By late morning we were putting on our packs and equipment as we prepared to leave X-Ray. The 5th Cav had departed earlier for LZ Columbus and were being lifted out as we prepared for our journey to L Z Albany. They were fortunate as it got progressively hotter as the morning wore on. It would be in the mid 90s and sweltering when we finally left for Albany on that fateful day.
A WALK IN THE SUN
“I will tell you one thing that sticks in my mind: This
was the least airmobile operation that occurred
probably in the entire Vietnam War. It was right back
to 1950 Korea or 1944 Europe. All we got were verbal
orders: Go here. Finger on a map. And we just marched
off like we were in Korea.”
~~Colonel Robert A. McDade, Battalion commander,
Alpha Company was at the head of the column as we departed X-Ray followed by Delta, Charley, Headquarters (my company) and bringing up the rear, Alpha Company of the 5th Cav. Bravo Company of my battalion had reinforced the 1st battalion during the heavy fighting on the 14th and 15th and were lifted out with the 1st battalion on the 16th when we landed at X-Ray.
Our march out of X-Ray was thought to be a “Walk in the Sun“ and soon we would be in Pleiku to begin our journey back to base camp. It was also important that we cleared the LZ as B-52 bombers were already airborne from Guam to unload 500 pound bombs on the slopes of Chu Pong Mountain. We needed to be at least two miles away from the LZ once they released the bombs.
I do recall some grumbling in the ranks as we put on our packs to leave X-Ray. With over 300 helicopters in the division, some troopers were questioning why we were walking out into no man’s land when we had an ideal LZ right here at X-Ray. However, with three North Vietnamese regiments still located on mountain it was still a precarious position to be in, especially if they observed us lifting companies out from their observation points atop the mountain. Whatever the reason, brigade headquarters chose Columbus and Albany as the departing points for the 5th and 7th Cav that morning. One thing I learned in the army, you follow orders. They may not make sense but orders are meant to be obeyed beginning at the top down through the ranks and that’s what we did the morning of November 16th. We prepared to move out to Albany.
Alpha company was at the head of the column as we headed east for our rendezvous with history that fateful day in 1965. I made some final adjustments to the radio and made sure I was on the right frequency as we prepared to fall in behind Charley Company. Headquarters Company was the third in the column of march with Alpha Company of the 5th Cav bringing up the rear. I somehow felt more at ease in the middle of the column rather than at the rear or the front. I would later learn it wouldn’t have made much difference as a slaughter was about to take place the entire length of the 500-yard column.
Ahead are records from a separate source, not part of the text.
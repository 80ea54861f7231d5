//! docker CLI: image builds and registry pushes.

use std::sync::OnceLock;
use std::time::Duration;

use async_trait::async_trait;
use regex::Regex;
use tokio::sync::OnceCell;
use tracing::{debug, info};

use super::{is_auth_failure, is_network_failure, run_command, CommandSpec, DEFAULT_COMMAND_TIMEOUT};
use crate::collaborators::{ImageBuilder, ImageRegistry};
use crate::config::RegistryCredentials;
use crate::domain::error::{DrydockError, Result};
use crate::domain::image::{ImageRef, ServiceImageSpec};

// ---------------------------------------------------------------------------
// DockerBuilder
// ---------------------------------------------------------------------------

/// `docker build`, then `docker image inspect` for the image id.
#[derive(Debug, Clone)]
pub struct DockerBuilder {
    binary: String,
    timeout: Duration,
}

impl Default for DockerBuilder {
    fn default() -> Self {
        Self {
            binary: "docker".to_string(),
            timeout: DEFAULT_COMMAND_TIMEOUT,
        }
    }
}

impl DockerBuilder {
    pub fn new() -> Self {
        Self::default()
    }

    pub fn with_binary(mut self, binary: impl Into<String>) -> Self {
        self.binary = binary.into();
        self
    }

    pub fn with_timeout(mut self, timeout: Duration) -> Self {
        self.timeout = timeout;
        self
    }

    fn build_command(&self, spec: &ServiceImageSpec, revision: &str) -> CommandSpec {
        let mut cmd = CommandSpec::new(&self.binary)
            .timeout(self.timeout)
            .args(["build", "-t"])
            .arg(spec.target.tagged())
            .arg("--label")
            .arg(format!("org.opencontainers.image.revision={revision}"));
        if let Some(dockerfile) = &spec.dockerfile {
            cmd = cmd
                .arg("-f")
                .arg(spec.context.join(dockerfile).to_string_lossy());
        }
        cmd.arg(spec.context.to_string_lossy())
    }
}

#[async_trait]
impl ImageBuilder for DockerBuilder {
    async fn build(&self, spec: &ServiceImageSpec, revision: &str) -> Result<ImageRef> {
        if !spec.context.is_dir() {
            return Err(DrydockError::Build {
                service: spec.name.clone(),
                reason: format!("build context {} does not exist", spec.context.display()),
            });
        }

        let out = run_command(&self.build_command(spec, revision)).await?;
        if !out.success() {
            return Err(DrydockError::Build {
                service: spec.name.clone(),
                reason: out.stderr_summary().to_string(),
            });
        }

        let inspect = CommandSpec::new(&self.binary)
            .timeout(self.timeout)
            .args(["image", "inspect", "--format", "{{.Id}}"])
            .arg(spec.target.tagged());
        let out = run_command(&inspect).await?;
        let id = out.stdout.trim();
        if !out.success() || id.is_empty() {
            return Err(DrydockError::Build {
                service: spec.name.clone(),
                reason: format!("cannot inspect built image: {}", out.stderr_summary()),
            });
        }

        info!(event = "build.finished", service = %spec.name, image = %spec.target.tagged(), id = %id);
        Ok(spec.target.clone().with_digest(id))
    }
}

// ---------------------------------------------------------------------------
// DockerRegistry
// ---------------------------------------------------------------------------

/// `docker push`, after a single `docker login --password-stdin`.
#[derive(Debug)]
pub struct DockerRegistry {
    binary: String,
    timeout: Duration,
    credentials: Option<RegistryCredentials>,
    logged_in: OnceCell<()>,
}

impl DockerRegistry {
    /// Without credentials the daemon's existing login is used.
    pub fn new(credentials: Option<RegistryCredentials>) -> Self {
        Self {
            binary: "docker".to_string(),
            timeout: DEFAULT_COMMAND_TIMEOUT,
            credentials,
            logged_in: OnceCell::new(),
        }
    }

    pub fn with_binary(mut self, binary: impl Into<String>) -> Self {
        self.binary = binary.into();
        self
    }

    pub fn with_timeout(mut self, timeout: Duration) -> Self {
        self.timeout = timeout;
        self
    }

    async fn login(&self, image: &ImageRef) -> Result<()> {
        let Some(creds) = &self.credentials else {
            return Ok(());
        };
        self.logged_in
            .get_or_try_init(|| async {
                let mut cmd = CommandSpec::new(&self.binary)
                    .timeout(self.timeout)
                    .args(["login", "-u"])
                    .arg(&creds.username)
                    .arg("--password-stdin")
                    .stdin(creds.token().as_bytes().to_vec());
                if let Some(host) = registry_host(&image.repository) {
                    cmd = cmd.arg(host);
                }
                let out = run_command(&cmd).await?;
                if out.success() {
                    debug!(event = "registry.login", user = %creds.username);
                    Ok(())
                } else {
                    Err(classify_push_failure(out.stderr_summary()))
                }
            })
            .await
            .map(|_| ())
    }
}

#[async_trait]
impl ImageRegistry for DockerRegistry {
    async fn push(&self, image: &ImageRef) -> Result<ImageRef> {
        self.login(image).await?;

        let cmd = CommandSpec::new(&self.binary)
            .timeout(self.timeout)
            .arg("push")
            .arg(image.tagged());
        let out = run_command(&cmd).await?;
        if !out.success() {
            return Err(classify_push_failure(&out.stderr));
        }

        let mut published = ImageRef::new(&image.repository, &image.tag);
        published.digest = parse_push_digest(&out.stdout).or_else(|| image.digest.clone());
        Ok(published)
    }
}

/// Registry host of a repository, `None` for Docker Hub names.
fn registry_host(repository: &str) -> Option<&str> {
    let (first, _) = repository.split_once('/')?;
    (first.contains('.') || first.contains(':') || first == "localhost").then_some(first)
}

/// Auth failures are configuration problems; everything else may pass on retry.
fn classify_push_failure(stderr: &str) -> DrydockError {
    let summary = stderr
        .lines()
        .rev()
        .find(|l| !l.trim().is_empty())
        .unwrap_or("push failed")
        .trim();
    if is_auth_failure(stderr) {
        DrydockError::config(format!("registry authentication failed: {summary}"))
    } else if is_network_failure(stderr) {
        DrydockError::transient(format!("registry unreachable: {summary}"))
    } else {
        DrydockError::transient(format!("registry push failed: {summary}"))
    }
}

/// `latest: digest: sha256:... size: 1234`
fn parse_push_digest(stdout: &str) -> Option<String> {
    static RE: OnceLock<Regex> = OnceLock::new();
    let re = RE.get_or_init(|| {
        Regex::new(r"digest:\s*(sha256:[0-9a-f]{64})").expect("static digest pattern")
    });
    re.captures_iter(stdout)
        .last()
        .map(|c| c[1].to_string())
}

#[cfg(test)]
mod tests {
    use super::*;
    use std::path::PathBuf;

    #[test]
    fn test_build_command_args() {
        let spec = ServiceImageSpec {
            name: "worker".to_string(),
            context: PathBuf::from("/src/worker"),
            dockerfile: Some(PathBuf::from("Dockerfile.prod")),
            target: ImageRef::new("registry.local/voting/worker", "abc123"),
        };
        let cmd = DockerBuilder::new().build_command(&spec, "abc123def");
        assert_eq!(cmd.program, "docker");
        assert_eq!(
            cmd.args,
            vec![
                "build",
                "-t",
                "registry.local/voting/worker:abc123",
                "--label",
                "org.opencontainers.image.revision=abc123def",
                "-f",
                "/src/worker/Dockerfile.prod",
                "/src/worker",
            ]
        );
    }

    #[test]
    fn test_registry_host() {
        assert_eq!(registry_host("registry.local:5000/voting/vote"), Some("registry.local:5000"));
        assert_eq!(registry_host("localhost/vote"), Some("localhost"));
        assert_eq!(registry_host("dockersamples/vote"), None);
        assert_eq!(registry_host("vote"), None);
    }

    #[test]
    fn test_classify_push_failure() {
        assert_eq!(
            classify_push_failure("unauthorized: authentication required").class(),
            crate::ErrorClass::Configuration
        );
        assert!(classify_push_failure("dial tcp: lookup registry.local: no such host").is_transient());
        assert!(classify_push_failure("blob upload unknown").is_transient());
    }

    #[test]
    fn test_parse_push_digest() {
        let out = "The push refers to repository [registry.local/vote]\n\
                   5f70bf18a086: Pushed\n\
                   latest: digest: sha256:3b1f0c4e5d6a7b8c9d0e1f2a3b4c5d6e7f8091a2b3c4d5e6f708192a3b4c5d6e size: 1573\n";
        assert_eq!(
            parse_push_digest(out).as_deref(),
            Some("sha256:3b1f0c4e5d6a7b8c9d0e1f2a3b4c5d6e7f8091a2b3c4d5e6f708192a3b4c5d6e")
        );
        assert_eq!(parse_push_digest("no digest here"), None);
    }

    #[tokio::test]
    async fn test_missing_context_is_build_error() {
        let spec = ServiceImageSpec {
            name: "vote".to_string(),
            context: PathBuf::from("/definitely/not/here"),
            dockerfile: None,
            target: ImageRef::new("r/vote", "latest"),
        };
        let err = DockerBuilder::new().build(&spec, "rev").await.unwrap_err();
        assert_eq!(err.class(), crate::ErrorClass::Build);
    }
}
As we departed that hot and sunny morning I gazed up at Chu Pong Mountain and a feeling of relief came over me. I never felt comfortable at X-Ray despite our strong presence as I always had the feeling the North Vietnamese were watching our every move. The mountain was very imposing as it rose almost straight up and had a commanding view of the LZ below. I breathed a little easier as I gazed at Chu Pong Mountain for the last time as we headed into the unknown.
As we left the LZ and crossed the perimeter I could see the carnage of three days of bloody fighting between the 1st Cavalry Division and the North Vietnamese. The bodies of dead North Vietnamese soldiers lay outside the ring of foxholes, cut down by deadly small arms and machine gun fire during those three days of desperate fighting.
The heat had begun to take a toll on the corpses. Laying there for three days in 90 degree temperatures the heat caused discoloration and bloating not to mention the stench emitted from the rotting and fly covered bodies. The odor of nearly one thousand rotting bodies on the slopes and around landing zone will forever be embedded in my mind as we departed LZ X-Ray that morning. Never again in my tour would I encounter so much carnage.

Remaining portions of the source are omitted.